Whilst the allegations were originally published in good faith, Cambridge University Press now recognises that the information upon which they were based was wrong. Cambridge University Press accepts that there is no truth whatsoever in these serious allegations.

Cambridge University Press accepts that the entire Bin Mahfouz family categorically and unreservedly condemns terrorism in all its manifestations, and that at no time has any member of the family contributed to any terrorist organisation, nor has the family ever had reason to believe that funds it has given over the years to a wide variety of charities, including the Muwafaq Foundation, have been used other than for the charitable purposes intended.
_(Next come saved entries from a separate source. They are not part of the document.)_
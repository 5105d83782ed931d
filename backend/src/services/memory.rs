// In-memory collaborators for engine and route tests. The Failing* variants
// error on every call.

use anyhow::Result;
use async_trait::async_trait;
use chrono::Utc;
use serde_json::Value;
use std::collections::{HashMap, HashSet};
use std::sync::{Arc, Mutex, MutexGuard, PoisonError};

use crate::models::{
    MatchPair, NewNotification, NotificationRecord, PushMessage, SwipeRecord, User, UserProfile,
};
use super::traits::{
    ChannelRole, Document, FieldValue, Fields, NotificationDispatcher, PresenceStore, SwipeStore,
    TokenIssuer, UnknownUser, UserDirectory,
};

/// A panicked holder leaves the data consistent for these stores, so a
/// poisoned lock is taken over rather than propagated.
fn lock<T>(mutex: &Mutex<T>) -> MutexGuard<'_, T> {
    mutex.lock().unwrap_or_else(PoisonError::into_inner)
}

// =============================================================================
// User Directory
// =============================================================================

#[derive(Default)]
pub struct InMemoryUserDirectory {
    users: Mutex<HashMap<i32, User>>,
    blocked: Mutex<HashSet<(i32, i32)>>,
}

impl InMemoryUserDirectory {
    pub fn new() -> Self {
        Self::default()
    }

    pub fn insert(&self, user: User) {
        lock(&self.users).insert(user.id, user);
    }

    /// `user_id` blocks `blocked_user_id`.
    pub fn block(&self, user_id: i32, blocked_user_id: i32) {
        lock(&self.blocked).insert((user_id, blocked_user_id));
    }

    fn get(&self, id: i32) -> Option<User> {
        lock(&self.users).get(&id).cloned()
    }

    fn has_blocked(&self, user_id: i32, other_id: i32) -> bool {
        lock(&self.blocked).contains(&(user_id, other_id))
    }
}

#[async_trait]
impl UserDirectory for InMemoryUserDirectory {
    async fn find_by_id(&self, id: i32) -> Result<Option<User>> {
        Ok(self.get(id))
    }
}

// =============================================================================
// Swipe Store
// =============================================================================

pub struct InMemorySwipeStore {
    directory: Arc<InMemoryUserDirectory>,
    edges: Mutex<Vec<SwipeRecord>>,
    finalized: Mutex<HashSet<i64>>,
}

impl InMemorySwipeStore {
    /// The directory supplies the user filters applied by `list_matches` and
    /// the existence check on insert.
    pub fn new(directory: Arc<InMemoryUserDirectory>) -> Self {
        Self {
            directory,
            edges: Mutex::new(Vec::new()),
            finalized: Mutex::new(HashSet::new()),
        }
    }

    /// Every recorded edge, in insertion order.
    pub fn edges(&self) -> Vec<SwipeRecord> {
        lock(&self.edges).clone()
    }

    fn mutual_pairs(edges: &[SwipeRecord]) -> Vec<MatchPair> {
        edges
            .iter()
            .filter_map(|edge| {
                let reverse = edges
                    .iter()
                    .find(|e| e.actor_id == edge.target_id && e.target_id == edge.actor_id)?;
                // Yield each pair once, from its opening edge.
                (edge.id < reverse.id)
                    .then(|| MatchPair::from_edges(edge.clone(), reverse.clone()))
                    .flatten()
            })
            .collect()
    }
}

#[async_trait]
impl SwipeStore for InMemorySwipeStore {
    async fn find_swipe(&self, actor_id: i32, target_id: i32) -> Result<Option<SwipeRecord>> {
        Ok(lock(&self.edges)
            .iter()
            .find(|e| e.actor_id == actor_id && e.target_id == target_id)
            .cloned())
    }

    async fn insert_swipe(&self, actor_id: i32, target_id: i32) -> Result<Option<SwipeRecord>> {
        for id in [actor_id, target_id] {
            if self.directory.get(id).is_none() {
                return Err(UnknownUser(id).into());
            }
        }

        let mut edges = lock(&self.edges);
        if edges
            .iter()
            .any(|e| e.actor_id == actor_id && e.target_id == target_id)
        {
            return Ok(None);
        }
        let record = SwipeRecord {
            id: edges.len() as i64 + 1,
            actor_id,
            target_id,
            created_at: Utc::now(),
            presence_synced_at: None,
        };
        edges.push(record.clone());
        Ok(Some(record))
    }

    async fn claim_match(&self, match_id: i64) -> Result<bool> {
        Ok(lock(&self.finalized).insert(match_id))
    }

    async fn list_matches(&self, user_id: i32) -> Result<Vec<UserProfile>> {
        let mut pairs: Vec<MatchPair> = Self::mutual_pairs(&lock(&self.edges))
            .into_iter()
            .filter(|pair| pair.initiator_id() == user_id || pair.closer_id() == user_id)
            .collect();
        pairs.sort_by_key(|pair| std::cmp::Reverse(pair.match_id()));

        Ok(pairs
            .iter()
            .map(|pair| {
                if pair.initiator_id() == user_id {
                    pair.closer_id()
                } else {
                    pair.initiator_id()
                }
            })
            .filter(|other| *other != user_id && !self.directory.has_blocked(user_id, *other))
            .filter_map(|other| self.directory.get(other))
            .filter(|user| !user.is_deleted && !user.is_admin())
            .map(|user| UserProfile::from(&user))
            .collect())
    }

    async fn mark_presence_synced(&self, match_id: i64) -> Result<()> {
        if let Some(edge) = lock(&self.edges).iter_mut().find(|e| e.id == match_id) {
            edge.presence_synced_at = Some(Utc::now());
        }
        Ok(())
    }

    async fn list_unsynced_matches(&self, limit: i64) -> Result<Vec<MatchPair>> {
        let mut pairs: Vec<MatchPair> = Self::mutual_pairs(&lock(&self.edges))
            .into_iter()
            .filter(|pair| pair.closing.presence_synced_at.is_none())
            .collect();
        pairs.sort_by_key(|pair| pair.match_id());
        pairs.truncate(usize::try_from(limit).unwrap_or(0));
        Ok(pairs)
    }
}

// =============================================================================
// Presence Store
// =============================================================================

#[derive(Default)]
pub struct InMemoryPresenceStore {
    documents: Mutex<HashMap<String, Document>>,
}

impl InMemoryPresenceStore {
    pub fn new() -> Self {
        Self::default()
    }

    /// Snapshot of a document.
    pub fn document(&self, path: &str) -> Option<Document> {
        lock(&self.documents).get(path).cloned()
    }

    fn apply(document: &mut Document, fields: Fields) {
        for (key, value) in fields {
            match value {
                FieldValue::Value(v) => {
                    document.insert(key, v);
                }
                FieldValue::ServerTimestamp => {
                    document.insert(key, Value::String(Utc::now().to_rfc3339()));
                }
                FieldValue::ArrayUnion(items) => {
                    let entry = document
                        .entry(key)
                        .or_insert_with(|| Value::Array(Vec::new()));
                    if !entry.is_array() {
                        *entry = Value::Array(Vec::new());
                    }
                    if let Value::Array(existing) = entry {
                        for item in items {
                            if !existing.contains(&item) {
                                existing.push(item);
                            }
                        }
                    }
                }
            }
        }
    }
}

#[async_trait]
impl PresenceStore for InMemoryPresenceStore {
    async fn get(&self, path: &str) -> Result<Option<Document>> {
        Ok(self.document(path))
    }

    async fn set(&self, path: &str, fields: Fields) -> Result<()> {
        let mut document = Document::new();
        Self::apply(&mut document, fields);
        lock(&self.documents).insert(path.to_string(), document);
        Ok(())
    }

    async fn update(&self, path: &str, fields: Fields) -> Result<()> {
        let mut documents = lock(&self.documents);
        let Some(document) = documents.get_mut(path) else {
            anyhow::bail!("presence document {} does not exist", path);
        };
        Self::apply(document, fields);
        Ok(())
    }
}

pub struct FailingPresenceStore;

#[async_trait]
impl PresenceStore for FailingPresenceStore {
    async fn get(&self, path: &str) -> Result<Option<Document>> {
        anyhow::bail!("presence store unavailable ({})", path)
    }

    async fn set(&self, path: &str, _fields: Fields) -> Result<()> {
        anyhow::bail!("presence store unavailable ({})", path)
    }

    async fn update(&self, path: &str, _fields: Fields) -> Result<()> {
        anyhow::bail!("presence store unavailable ({})", path)
    }
}

// =============================================================================
// Notification Dispatcher
// =============================================================================

/// Records notifications and pushes instead of delivering them.
#[derive(Default)]
pub struct RecordingNotificationDispatcher {
    created: Mutex<Vec<NotificationRecord>>,
    pushed: Mutex<Vec<PushMessage>>,
    failing_recipient: Option<i32>,
}

impl RecordingNotificationDispatcher {
    pub fn new() -> Self {
        Self::default()
    }

    /// Fail `create_notification` whenever `user_id` is the recipient.
    pub fn failing_for(user_id: i32) -> Self {
        Self {
            failing_recipient: Some(user_id),
            ..Self::default()
        }
    }

    pub fn created(&self) -> Vec<NotificationRecord> {
        lock(&self.created).clone()
    }

    pub fn pushed(&self) -> Vec<PushMessage> {
        lock(&self.pushed).clone()
    }
}

#[async_trait]
impl NotificationDispatcher for RecordingNotificationDispatcher {
    async fn create_notification(&self, notification: NewNotification) -> Result<NotificationRecord> {
        if self.failing_recipient == Some(notification.to_user_id) {
            anyhow::bail!("notification insert failed for user {}", notification.to_user_id);
        }
        let mut created = lock(&self.created);
        let record = NotificationRecord {
            id: created.len() as i64 + 1,
            from_user_id: notification.from_user_id,
            to_user_id: notification.to_user_id,
            kind: notification.kind,
            sub_kind: None,
            title: notification.title,
            body: notification.body,
            is_read: false,
            created_at: Utc::now(),
        };
        created.push(record.clone());
        Ok(record)
    }

    async fn send(&self, message: PushMessage) -> Result<()> {
        lock(&self.pushed).push(message);
        Ok(())
    }
}

pub struct FailingNotificationDispatcher;

#[async_trait]
impl NotificationDispatcher for FailingNotificationDispatcher {
    async fn create_notification(&self, notification: NewNotification) -> Result<NotificationRecord> {
        anyhow::bail!("notification service unavailable (to {})", notification.to_user_id)
    }

    async fn send(&self, message: PushMessage) -> Result<()> {
        anyhow::bail!("push service unavailable ({})", message.notification_id)
    }
}

// =============================================================================
// Token Issuer
// =============================================================================

pub struct FailingTokenIssuer;

impl TokenIssuer for FailingTokenIssuer {
    fn generate_token(
        &self,
        channel: &str,
        _principal: &str,
        _role: ChannelRole,
        _ttl_seconds: u32,
    ) -> Result<String> {
        anyhow::bail!("token issuer misconfigured (channel {})", channel)
    }
}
Cambridge University Press has given its sincere apologies to Sheikh Khalid and his family for the distress and embarrassment caused, and has undertaken not to publish those allegations or any similar allegations in the future.

His other suits--excepting that involving Ehrenfeld, who didn't bother to mount a defense--have resulted in other apologies and admissions that allegations made in print could not be substantiated. (See my post On Libel, Truth, and Paranoia at Crossroads Arabia.)

Is truth, even if it goes against the zeitgeist, not a proper defense against libel?

There is a very good case to be made that the US, starting with our courts, needs to have a serious discussion about how far a judgment of a foreign court can reach into the US. One of the bases of that discussion must be the reach of US courts abroad. Right now, the US is asserting a pretty long reach for itself. (See Alien Torts Act and various state and local ordinances seeking to impose US laws on foreign actors.)

I'd like to see serious discussion about the topic, but not discussion which starts from the premise that if it involves a Muslim banker, it must be terrorism.

John Burgess   ·  August 19, 2007 4:07 PM

These are all interesting comments, especially the stuff about how to get the book. As to the libel case, I don't know the details, but I find it hard to believe the entire book was wrong, especially considering the authors' distinguished backgrounds.

What galls me is that I can't read it.

I wrote this post because I WANT TO READ IT, and I don't want some Saudi sheik telling me I can't. (Whether he's a terrorist or not.)

Eric Scheie   ·  August 19, 2007 8:00 PM

I've got a good quality scan (in PDF) of the whole book. Now where to host it?

B   ·  September 1, 2007 11:14 AM

Keep me posted. I'll be glad to link it. Or even upload it here if I can get away with it.